Remind Me Why I Love My Job

Ah, yes. I love my job because sometimes I get to write articles with fascinating story lines, long-ish word counts, and fantastic pictures. Like this one for the New York Times Autos section, on the Allure of the Automobile at Portland Art Museum this summer.

The cars themselves were great, beautiful, worthy of art museum treatment. But the really interesting part came in talking to Don Urquhart, who was in charge of the logistics of bringing in some of the largest, heaviest passenger cars ever built. Also some of the most rare and expensive vehicles on the planet. No pressure.

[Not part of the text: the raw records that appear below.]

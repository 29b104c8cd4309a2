//! `osdu generate-manifests` command implementation
//!
//! Builds one manifest per ready record (or per entity) from the categorized inventory.

use std::path::PathBuf;

use osdu_ingest::inventory::read_inventory_csv;
use osdu_ingest::manifest::{write_manifests, Grouping, ManifestBuilder};
use osdu_ingest::pipeline::{INVENTORY_CSV_FILE, MANIFESTS_FILE};

use super::{input_path, output_path, GlobalArgs};
use crate::error::{CliError, Result};
use crate::progress::{counts_table, print_saved};

pub async fn run(globals: &GlobalArgs, inventory: Option<PathBuf>, group_by: String) -> Result<()> {
    let grouping: Grouping = group_by
        .parse()
        .map_err(|_| CliError::invalid_argument(format!("--group-by must be 'record' or 'entity', got '{}'", group_by)))?;
    let config = globals.load_config()?;
    let inventory = input_path(inventory.as_deref(), &config, INVENTORY_CSV_FILE)?;

    let records = read_inventory_csv(&inventory)?;
    let manifests = ManifestBuilder::new(grouping).build(&records);

    let output = output_path(None, &config, MANIFESTS_FILE);
    write_manifests(&output, &manifests)?;

    let ready = records.iter().filter(|r| r.ready).count();
    println!(
        "{}",
        counts_table(
            "Records",
            [
                ("Inventory", records.len().to_string()),
                ("Ready", ready.to_string()),
                ("Manifests", manifests.len().to_string()),
            ]
        )
    );
    print_saved("Manifests saved to", &output);
    Ok(())
}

I got to report this story in the way I like best. I did preliminary research and interviews to make sure I knew what I was talking about, then hung out at the museum for something like seven hours the day the first eight or nine cars were moved in. I watched Steve McQueen’s racing Jag drip oil onto the cardboard placed on the museum floor and heard the Le Mans-winning Ferrari get fired up. I watched a guy’s hand get pinched between an expensive outdoor statue and a more expensive 70-year-old tank of a car. I heard his friend make fun of him.

I had written a draft with 400 words too many the week before; when I got home that night, I had to add the precise details I had witnessed that day and cut lots of extraneous bits. I turned it in that night (only 200 words over my assigned count), it was on my editor’s desk in New York the next morning, and it was online — along with a gorgeous slide show by Leah Nash — by Friday.